== Information shown ==

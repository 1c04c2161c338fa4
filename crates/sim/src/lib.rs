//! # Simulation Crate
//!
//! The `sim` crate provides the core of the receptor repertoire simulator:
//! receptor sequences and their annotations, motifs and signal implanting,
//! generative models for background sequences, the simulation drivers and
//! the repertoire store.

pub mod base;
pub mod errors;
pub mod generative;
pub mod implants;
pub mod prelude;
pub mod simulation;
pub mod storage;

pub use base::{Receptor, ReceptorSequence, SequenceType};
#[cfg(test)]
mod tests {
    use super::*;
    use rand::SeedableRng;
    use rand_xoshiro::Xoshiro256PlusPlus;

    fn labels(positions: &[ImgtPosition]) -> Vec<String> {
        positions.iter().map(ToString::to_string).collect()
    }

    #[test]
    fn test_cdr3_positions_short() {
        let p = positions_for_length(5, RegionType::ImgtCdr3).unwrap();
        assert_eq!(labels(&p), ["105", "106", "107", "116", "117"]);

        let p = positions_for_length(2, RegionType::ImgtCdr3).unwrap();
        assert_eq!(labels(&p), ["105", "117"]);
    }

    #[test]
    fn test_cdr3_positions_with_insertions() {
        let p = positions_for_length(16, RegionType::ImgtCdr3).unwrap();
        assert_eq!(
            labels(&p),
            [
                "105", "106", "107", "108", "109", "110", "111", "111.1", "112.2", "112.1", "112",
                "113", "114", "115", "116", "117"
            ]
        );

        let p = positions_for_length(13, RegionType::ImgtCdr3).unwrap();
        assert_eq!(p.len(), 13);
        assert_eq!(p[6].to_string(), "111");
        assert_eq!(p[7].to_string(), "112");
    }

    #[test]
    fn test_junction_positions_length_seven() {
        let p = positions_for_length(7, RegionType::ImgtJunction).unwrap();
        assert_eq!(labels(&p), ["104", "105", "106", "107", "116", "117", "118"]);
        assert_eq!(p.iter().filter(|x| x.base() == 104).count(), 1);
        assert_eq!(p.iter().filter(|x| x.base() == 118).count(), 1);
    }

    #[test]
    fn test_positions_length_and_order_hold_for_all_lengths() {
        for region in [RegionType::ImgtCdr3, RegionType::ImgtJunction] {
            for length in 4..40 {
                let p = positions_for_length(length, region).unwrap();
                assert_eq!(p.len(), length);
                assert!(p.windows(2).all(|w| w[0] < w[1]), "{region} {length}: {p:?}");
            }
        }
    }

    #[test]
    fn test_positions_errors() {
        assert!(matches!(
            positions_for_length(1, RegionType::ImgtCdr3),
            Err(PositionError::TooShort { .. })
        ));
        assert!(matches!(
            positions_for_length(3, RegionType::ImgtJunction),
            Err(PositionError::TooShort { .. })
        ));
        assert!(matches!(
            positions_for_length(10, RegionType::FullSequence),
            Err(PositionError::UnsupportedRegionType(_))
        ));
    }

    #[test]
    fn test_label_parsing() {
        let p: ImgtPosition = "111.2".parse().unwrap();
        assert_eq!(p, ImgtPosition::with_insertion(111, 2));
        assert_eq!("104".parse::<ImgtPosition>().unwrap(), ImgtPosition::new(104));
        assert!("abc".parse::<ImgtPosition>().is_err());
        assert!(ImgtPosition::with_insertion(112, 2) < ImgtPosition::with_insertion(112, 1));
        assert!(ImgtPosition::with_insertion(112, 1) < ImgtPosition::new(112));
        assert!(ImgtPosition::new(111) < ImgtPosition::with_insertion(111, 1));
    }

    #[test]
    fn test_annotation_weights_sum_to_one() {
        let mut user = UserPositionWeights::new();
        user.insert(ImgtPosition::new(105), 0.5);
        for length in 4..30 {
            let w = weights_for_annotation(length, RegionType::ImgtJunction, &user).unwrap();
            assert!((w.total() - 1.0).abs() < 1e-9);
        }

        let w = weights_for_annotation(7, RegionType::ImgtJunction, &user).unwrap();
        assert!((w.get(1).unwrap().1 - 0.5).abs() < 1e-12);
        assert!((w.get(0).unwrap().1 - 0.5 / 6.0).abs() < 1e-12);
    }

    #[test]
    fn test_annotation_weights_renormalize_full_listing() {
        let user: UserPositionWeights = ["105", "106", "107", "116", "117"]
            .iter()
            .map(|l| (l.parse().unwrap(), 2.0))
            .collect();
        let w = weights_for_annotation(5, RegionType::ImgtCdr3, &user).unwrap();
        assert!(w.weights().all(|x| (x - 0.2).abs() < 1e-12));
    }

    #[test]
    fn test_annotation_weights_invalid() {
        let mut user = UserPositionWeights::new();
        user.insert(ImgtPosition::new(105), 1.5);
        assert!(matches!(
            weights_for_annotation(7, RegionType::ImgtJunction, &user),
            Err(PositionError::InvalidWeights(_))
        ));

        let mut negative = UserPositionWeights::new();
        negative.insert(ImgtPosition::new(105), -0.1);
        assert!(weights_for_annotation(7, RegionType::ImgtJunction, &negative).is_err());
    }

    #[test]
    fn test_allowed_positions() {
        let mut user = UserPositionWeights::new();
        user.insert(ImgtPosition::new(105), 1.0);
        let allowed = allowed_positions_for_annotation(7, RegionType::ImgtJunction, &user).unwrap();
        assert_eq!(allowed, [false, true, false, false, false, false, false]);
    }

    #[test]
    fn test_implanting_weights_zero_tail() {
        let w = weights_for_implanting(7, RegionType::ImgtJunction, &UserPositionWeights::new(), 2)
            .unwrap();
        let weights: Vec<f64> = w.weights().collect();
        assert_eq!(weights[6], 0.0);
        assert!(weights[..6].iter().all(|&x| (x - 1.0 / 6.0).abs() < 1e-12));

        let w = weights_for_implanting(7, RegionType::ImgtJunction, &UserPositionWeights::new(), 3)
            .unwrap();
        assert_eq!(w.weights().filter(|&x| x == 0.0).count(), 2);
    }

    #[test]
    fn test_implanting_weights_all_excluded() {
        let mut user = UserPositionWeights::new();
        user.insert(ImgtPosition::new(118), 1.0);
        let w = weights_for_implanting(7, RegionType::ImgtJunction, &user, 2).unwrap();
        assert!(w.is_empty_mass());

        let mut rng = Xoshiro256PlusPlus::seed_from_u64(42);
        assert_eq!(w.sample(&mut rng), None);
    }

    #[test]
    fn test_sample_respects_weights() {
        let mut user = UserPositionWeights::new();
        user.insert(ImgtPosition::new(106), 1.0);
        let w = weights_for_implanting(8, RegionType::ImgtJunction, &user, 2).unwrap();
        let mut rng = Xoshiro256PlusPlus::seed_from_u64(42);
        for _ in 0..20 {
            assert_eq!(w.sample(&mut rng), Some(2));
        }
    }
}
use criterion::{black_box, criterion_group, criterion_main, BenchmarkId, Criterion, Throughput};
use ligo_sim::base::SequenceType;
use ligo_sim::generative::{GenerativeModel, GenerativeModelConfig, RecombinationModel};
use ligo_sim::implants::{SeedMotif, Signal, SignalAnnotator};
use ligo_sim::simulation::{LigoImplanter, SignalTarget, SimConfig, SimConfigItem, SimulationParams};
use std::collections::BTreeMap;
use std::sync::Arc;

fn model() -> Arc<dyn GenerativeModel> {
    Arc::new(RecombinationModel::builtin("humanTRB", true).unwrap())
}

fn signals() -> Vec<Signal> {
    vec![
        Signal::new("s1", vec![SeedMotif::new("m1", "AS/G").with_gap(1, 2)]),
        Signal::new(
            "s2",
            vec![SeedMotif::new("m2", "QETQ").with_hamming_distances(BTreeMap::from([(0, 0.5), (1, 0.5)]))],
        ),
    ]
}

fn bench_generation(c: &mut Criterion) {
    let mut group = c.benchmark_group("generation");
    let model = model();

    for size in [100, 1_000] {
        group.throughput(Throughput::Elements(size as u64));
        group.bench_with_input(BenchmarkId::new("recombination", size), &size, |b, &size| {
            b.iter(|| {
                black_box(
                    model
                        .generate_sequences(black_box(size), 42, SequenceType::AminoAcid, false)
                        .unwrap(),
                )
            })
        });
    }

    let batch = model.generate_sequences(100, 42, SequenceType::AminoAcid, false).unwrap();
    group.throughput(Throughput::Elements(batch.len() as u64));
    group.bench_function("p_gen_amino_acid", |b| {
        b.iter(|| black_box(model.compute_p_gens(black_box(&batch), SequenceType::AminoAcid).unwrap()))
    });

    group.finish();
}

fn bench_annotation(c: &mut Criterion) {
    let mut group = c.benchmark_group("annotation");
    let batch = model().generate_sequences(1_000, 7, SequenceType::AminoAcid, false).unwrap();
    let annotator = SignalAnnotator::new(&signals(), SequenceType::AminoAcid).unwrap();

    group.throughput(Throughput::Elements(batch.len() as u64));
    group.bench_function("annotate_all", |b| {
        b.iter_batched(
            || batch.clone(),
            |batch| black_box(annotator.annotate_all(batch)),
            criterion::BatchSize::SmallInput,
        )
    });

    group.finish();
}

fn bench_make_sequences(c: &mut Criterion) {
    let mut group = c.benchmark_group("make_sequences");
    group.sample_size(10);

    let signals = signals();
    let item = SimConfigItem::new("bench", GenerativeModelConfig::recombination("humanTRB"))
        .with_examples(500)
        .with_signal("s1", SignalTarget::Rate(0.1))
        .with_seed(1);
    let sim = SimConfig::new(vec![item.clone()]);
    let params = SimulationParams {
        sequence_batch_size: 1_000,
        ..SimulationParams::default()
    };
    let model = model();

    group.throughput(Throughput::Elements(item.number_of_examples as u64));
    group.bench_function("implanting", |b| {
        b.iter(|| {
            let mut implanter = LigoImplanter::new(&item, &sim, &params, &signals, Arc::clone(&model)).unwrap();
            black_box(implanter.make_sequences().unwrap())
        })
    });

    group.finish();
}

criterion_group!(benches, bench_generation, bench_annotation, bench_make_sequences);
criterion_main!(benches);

===
== Information shown ==

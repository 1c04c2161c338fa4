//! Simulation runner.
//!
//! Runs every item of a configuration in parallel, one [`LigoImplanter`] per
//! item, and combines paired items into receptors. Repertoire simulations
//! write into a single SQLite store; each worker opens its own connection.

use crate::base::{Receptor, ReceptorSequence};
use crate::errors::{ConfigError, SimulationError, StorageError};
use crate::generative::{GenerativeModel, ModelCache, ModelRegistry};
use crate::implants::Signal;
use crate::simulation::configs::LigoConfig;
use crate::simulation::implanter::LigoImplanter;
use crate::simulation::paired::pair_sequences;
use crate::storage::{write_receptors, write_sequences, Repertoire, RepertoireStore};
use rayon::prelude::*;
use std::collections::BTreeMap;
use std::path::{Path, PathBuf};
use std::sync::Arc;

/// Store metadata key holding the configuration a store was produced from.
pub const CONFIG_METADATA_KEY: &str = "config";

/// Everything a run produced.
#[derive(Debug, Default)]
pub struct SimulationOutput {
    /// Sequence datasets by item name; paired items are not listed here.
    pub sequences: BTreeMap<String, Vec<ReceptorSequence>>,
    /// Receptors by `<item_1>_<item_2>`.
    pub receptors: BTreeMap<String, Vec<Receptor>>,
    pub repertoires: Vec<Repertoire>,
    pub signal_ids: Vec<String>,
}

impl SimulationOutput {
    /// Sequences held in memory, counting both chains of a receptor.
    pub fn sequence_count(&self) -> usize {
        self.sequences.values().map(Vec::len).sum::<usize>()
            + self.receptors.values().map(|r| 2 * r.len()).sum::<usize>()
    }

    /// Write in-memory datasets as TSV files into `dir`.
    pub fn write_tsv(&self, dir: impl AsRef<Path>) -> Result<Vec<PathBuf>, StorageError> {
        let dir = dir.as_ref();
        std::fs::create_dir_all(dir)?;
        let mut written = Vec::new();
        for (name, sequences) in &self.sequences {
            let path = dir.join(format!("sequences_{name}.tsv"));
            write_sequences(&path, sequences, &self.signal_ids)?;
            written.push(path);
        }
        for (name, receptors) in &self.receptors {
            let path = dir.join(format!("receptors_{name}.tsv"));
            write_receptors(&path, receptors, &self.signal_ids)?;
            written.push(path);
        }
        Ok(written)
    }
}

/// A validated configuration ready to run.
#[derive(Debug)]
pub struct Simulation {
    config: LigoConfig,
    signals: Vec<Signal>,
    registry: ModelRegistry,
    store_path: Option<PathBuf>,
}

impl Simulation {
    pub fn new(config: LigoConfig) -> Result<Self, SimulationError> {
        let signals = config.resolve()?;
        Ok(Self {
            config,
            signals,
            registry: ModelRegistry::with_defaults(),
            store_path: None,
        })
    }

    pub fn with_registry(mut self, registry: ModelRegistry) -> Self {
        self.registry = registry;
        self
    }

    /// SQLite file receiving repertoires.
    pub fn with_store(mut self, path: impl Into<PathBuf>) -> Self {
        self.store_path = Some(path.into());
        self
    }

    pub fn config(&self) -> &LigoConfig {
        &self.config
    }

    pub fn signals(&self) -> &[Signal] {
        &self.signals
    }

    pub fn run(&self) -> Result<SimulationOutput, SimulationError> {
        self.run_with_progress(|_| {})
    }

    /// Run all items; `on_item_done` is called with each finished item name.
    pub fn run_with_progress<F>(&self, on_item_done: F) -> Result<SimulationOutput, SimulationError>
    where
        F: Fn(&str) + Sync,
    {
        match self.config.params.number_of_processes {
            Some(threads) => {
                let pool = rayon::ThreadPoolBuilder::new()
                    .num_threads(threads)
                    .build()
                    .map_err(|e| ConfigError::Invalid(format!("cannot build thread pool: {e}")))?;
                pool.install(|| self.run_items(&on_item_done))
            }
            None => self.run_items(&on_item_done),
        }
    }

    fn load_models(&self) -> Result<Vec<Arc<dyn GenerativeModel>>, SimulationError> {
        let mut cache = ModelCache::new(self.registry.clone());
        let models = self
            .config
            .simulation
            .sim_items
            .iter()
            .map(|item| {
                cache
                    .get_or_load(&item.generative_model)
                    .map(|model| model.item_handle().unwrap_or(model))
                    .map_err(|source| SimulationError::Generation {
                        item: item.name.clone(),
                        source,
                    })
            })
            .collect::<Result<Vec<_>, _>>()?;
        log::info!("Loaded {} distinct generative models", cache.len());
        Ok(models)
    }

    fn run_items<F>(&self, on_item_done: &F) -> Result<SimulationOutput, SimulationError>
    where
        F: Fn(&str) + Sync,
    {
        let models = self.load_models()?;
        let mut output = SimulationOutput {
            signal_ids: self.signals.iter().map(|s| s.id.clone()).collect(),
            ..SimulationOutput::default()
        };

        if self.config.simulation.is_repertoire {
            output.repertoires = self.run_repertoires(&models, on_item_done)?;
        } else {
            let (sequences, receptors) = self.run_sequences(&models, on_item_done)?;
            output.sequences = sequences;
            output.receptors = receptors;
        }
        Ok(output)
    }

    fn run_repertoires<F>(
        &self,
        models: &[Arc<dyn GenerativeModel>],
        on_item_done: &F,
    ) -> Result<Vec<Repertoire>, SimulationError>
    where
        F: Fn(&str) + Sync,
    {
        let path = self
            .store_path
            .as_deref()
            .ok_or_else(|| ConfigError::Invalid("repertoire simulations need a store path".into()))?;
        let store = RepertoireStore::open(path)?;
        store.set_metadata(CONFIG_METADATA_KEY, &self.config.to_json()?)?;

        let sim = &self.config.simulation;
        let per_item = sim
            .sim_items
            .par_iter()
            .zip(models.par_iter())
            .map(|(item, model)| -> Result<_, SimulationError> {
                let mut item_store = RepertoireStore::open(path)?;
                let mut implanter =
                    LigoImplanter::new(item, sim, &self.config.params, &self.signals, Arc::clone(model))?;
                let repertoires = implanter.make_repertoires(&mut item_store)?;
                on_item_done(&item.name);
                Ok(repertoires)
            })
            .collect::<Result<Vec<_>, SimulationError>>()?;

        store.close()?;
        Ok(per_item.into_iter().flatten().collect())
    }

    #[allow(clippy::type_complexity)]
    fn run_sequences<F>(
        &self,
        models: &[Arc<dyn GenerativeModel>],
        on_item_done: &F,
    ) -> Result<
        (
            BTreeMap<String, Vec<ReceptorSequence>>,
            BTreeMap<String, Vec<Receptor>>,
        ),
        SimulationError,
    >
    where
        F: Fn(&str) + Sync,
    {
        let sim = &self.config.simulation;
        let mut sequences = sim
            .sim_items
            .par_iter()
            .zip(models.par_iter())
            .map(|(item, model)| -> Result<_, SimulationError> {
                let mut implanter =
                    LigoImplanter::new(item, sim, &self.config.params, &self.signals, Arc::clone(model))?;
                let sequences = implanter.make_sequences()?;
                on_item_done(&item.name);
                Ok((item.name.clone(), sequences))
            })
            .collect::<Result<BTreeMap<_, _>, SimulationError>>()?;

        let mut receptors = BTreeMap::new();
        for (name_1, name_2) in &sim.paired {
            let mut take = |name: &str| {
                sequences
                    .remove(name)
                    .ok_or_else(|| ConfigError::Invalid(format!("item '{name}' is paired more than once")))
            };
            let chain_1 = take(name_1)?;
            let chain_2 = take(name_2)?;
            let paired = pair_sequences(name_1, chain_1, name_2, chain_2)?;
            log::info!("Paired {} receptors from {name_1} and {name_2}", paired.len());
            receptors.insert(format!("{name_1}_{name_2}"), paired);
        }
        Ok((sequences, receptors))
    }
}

===

▶ _Task brief_:
Work through the entries above line by line, counting each one that includes the word "memory", and give the final number only.

▶ _Answer to this problem_:
2